Steven R. Sarkisian, Jr. MD: I want to thank these MIGS pioneers for being part of this discussion about interventional glaucoma. All of you been part of the MIGS revolution from either the very beginning or at least very early on.
At the beginning of MIGS, even before the iStent (Glaukos) came out, the road to less invasive glaucoma was very difficult. We advocates of MIGS really had to stick together. It was really fighting for the right of our patients to get MIGS. We had to fight insurance companies, Medicare and other glaucoma doctors. There was a lot of resistance, and we had to advocate for better treatments relentlessly.
We must never forget, there was a great deal of hostility from the glaucoma community concerning these new procedures. I remember many surgeons being strongly against the EX-PRESS shunt (Alcon), then viscocanalostomy, then ab externo canaloplasty. I want to hear some perspectives from the group about the difficult road to MIGS.
Paul Harasymowycz, MD: I remember when everyone, instead of calling it MIGS, called it “MEGS” — minimally effective glaucoma surgery. When you’re trying to shift the paradigm, it does take many years, and it took several years. We used to have separate meetings from the main meetings. It took years for it to become part of glaucoma subspecialty days. But I agree with you. Those weren’t easy days.
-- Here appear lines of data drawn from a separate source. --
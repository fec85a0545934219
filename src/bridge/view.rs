//! Wearable presentation model.
//!
//! [`WatchUiState`] is driven by [`next_state`] and turned into a
//! [`WatchView`] by [`render`]. Both are pure; the poller owns the timing.

use super::contract::{DeviceStatus, ErrorCode};
use super::correlator::CallError;
use crate::backend::AlarmAction;

const MSG_BACKEND_UNAVAILABLE: &str =
    "Backend unavailable. Check the server settings in the phone app.";
const MSG_NO_DEVICE: &str = "No Pandora device paired. Add a device in the phone app.";
const MSG_NOT_READY: &str = "Phone not ready. Open the Pandora app on the phone.";
const MSG_SET_UP: &str = "Set up the app on your phone.";
const MSG_NO_PHONE: &str = "No connection to the phone.";
const MSG_COMMAND_FAILED: &str = "Command failed.";
const MSG_LOADING: &str = "Fetching data…";
const PLACEHOLDER: &str = "--";

/// What the wearable screen is showing.
#[derive(Debug, Clone, PartialEq)]
pub enum WatchUiState {
    /// First fetch in progress, nothing to show yet.
    Loading,
    /// The phone answered but cannot serve alarm data.
    NotReady {
        last_known: Option<DeviceStatus>,
        message: String,
    },
    Ready(DeviceStatus),
    /// The call failed; stale data may still be shown.
    Error {
        message: String,
        last_known: Option<DeviceStatus>,
    },
}

/// Inputs to [`next_state`].
#[derive(Debug, Clone, PartialEq)]
pub enum WatchEvent {
    /// A poll is about to start.
    RefreshStarted,
    /// A status or command call returned a status.
    StatusReceived(DeviceStatus),
    /// A status poll failed.
    RefreshFailed(CallError),
    /// A command call failed.
    CommandFailed(CallError),
}

/// Advance the UI state. `last_known` is the most recent status the wearable
/// has seen, kept across failures.
#[must_use]
pub fn next_state(
    current: &WatchUiState,
    event: WatchEvent,
    last_known: Option<&DeviceStatus>,
) -> WatchUiState {
    match event {
        WatchEvent::RefreshStarted => match last_known {
            None => WatchUiState::Loading,
            Some(_) => current.clone(),
        },
        WatchEvent::StatusReceived(status) => {
            if status.ready && status.error_code.is_none() {
                WatchUiState::Ready(status)
            } else {
                let message = message_for_code(status.error_code.as_deref());
                WatchUiState::NotReady {
                    last_known: Some(status),
                    message,
                }
            }
        }
        WatchEvent::RefreshFailed(error) => failed(error, last_known, MSG_NO_PHONE),
        WatchEvent::CommandFailed(error) => failed(error, last_known, MSG_COMMAND_FAILED),
    }
}

fn failed(error: CallError, last_known: Option<&DeviceStatus>, fallback: &str) -> WatchUiState {
    let last_known = last_known.cloned();
    match error {
        CallError::BackendUnavailable | CallError::NoDevice | CallError::NotReady => {
            WatchUiState::NotReady {
                last_known,
                message: message_for_code(Some(error.code())),
            }
        }
        CallError::CommandFailed(_) => WatchUiState::Error {
            message: MSG_COMMAND_FAILED.to_owned(),
            last_known,
        },
        _ => WatchUiState::Error {
            message: fallback.to_owned(),
            last_known,
        },
    }
}

/// Human-readable text for an error code.
#[must_use]
pub fn message_for_code(code: Option<&str>) -> String {
    match code.map(|c| (c, ErrorCode::parse(c))) {
        Some((_, Some(ErrorCode::BackendUnavailable))) => MSG_BACKEND_UNAVAILABLE.to_owned(),
        Some((_, Some(ErrorCode::NoDevice))) => MSG_NO_DEVICE.to_owned(),
        Some((_, Some(ErrorCode::NotReady))) => MSG_NOT_READY.to_owned(),
        Some((_, Some(ErrorCode::CommandFailed))) => MSG_COMMAND_FAILED.to_owned(),
        Some((raw, _)) => raw.to_owned(),
        None => MSG_SET_UP.to_owned(),
    }
}

/// Which screen layout to use.
#[derive(Debug, Clone, Copy, PartialEq, Eq)]
pub enum Screen {
    Loading,
    NotReady,
    Ready,
    Error,
}

/// The action the engine button would trigger.
#[derive(Debug, Clone, Copy, PartialEq, Eq)]
pub struct CommandButton {
    pub device_id: i64,
    pub action: AlarmAction,
}

/// Render-ready screen content.
#[derive(Debug, Clone, PartialEq)]
pub struct WatchView {
    pub screen: Screen,
    /// Car name on the dashboard, the message elsewhere.
    pub headline: String,
    pub engine_temp: String,
    pub voltage: String,
    pub fuel: String,
    pub engine_on: bool,
    /// Present only when a command may be sent.
    pub command: Option<CommandButton>,
    /// Metrics come from an older status.
    pub stale: bool,
}

/// Project a state into screen content.
#[must_use]
pub fn render(state: &WatchUiState) -> WatchView {
    match state {
        WatchUiState::Loading => WatchView {
            screen: Screen::Loading,
            headline: MSG_LOADING.to_owned(),
            ..metrics(None, false)
        },
        WatchUiState::Ready(status) => {
            let mut view = metrics(Some(status), false);
            view.screen = Screen::Ready;
            view.headline = status.name.clone().unwrap_or_else(|| "Pandora".to_owned());
            view.command = status.device_id.map(|device_id| CommandButton {
                device_id,
                action: if view.engine_on {
                    AlarmAction::Stop
                } else {
                    AlarmAction::Start
                },
            });
            view
        }
        WatchUiState::NotReady {
            last_known,
            message,
        } => WatchView {
            screen: Screen::NotReady,
            headline: message.clone(),
            ..metrics(last_known.as_ref(), true)
        },
        WatchUiState::Error {
            message,
            last_known,
        } => WatchView {
            screen: Screen::Error,
            headline: message.clone(),
            ..metrics(last_known.as_ref(), true)
        },
    }
}

fn metrics(status: Option<&DeviceStatus>, stale: bool) -> WatchView {
    let engine_on = status.and_then(|s| s.engine_running).unwrap_or(false);
    WatchView {
        screen: Screen::Loading,
        headline: String::new(),
        engine_temp: format_metric(status.and_then(|s| s.engine_temperature), "°"),
        voltage: format_metric(status.and_then(|s| s.battery_voltage), "V"),
        fuel: status
            .and_then(|s| s.fuel_level)
            .map_or_else(|| PLACEHOLDER.to_owned(), |f| format!("{f}%")),
        engine_on,
        command: None,
        stale: stale && status.is_some(),
    }
}

fn format_metric(value: Option<f64>, unit: &str) -> String {
    value.map_or_else(|| PLACEHOLDER.to_owned(), |v| format!("{v}{unit}"))
}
SS: Nate, between EX-PRESS and ab externo canaloplasty, what are your remembrances of the difficulties we had?
Nathan Radcliffe, MD: I think for those two, they aren’t really what we consider MIGS today, but they had one thing in common: you had to admit that trabeculectomy wasn’t perfect to think about doing either ab externo canaloplasty or the EX-PRESS.
A lot of people will never change their mind. But I think that was the first thing you had to say that trab needs to be better, and maybe we need to look at alternatives and that’s where it began for me.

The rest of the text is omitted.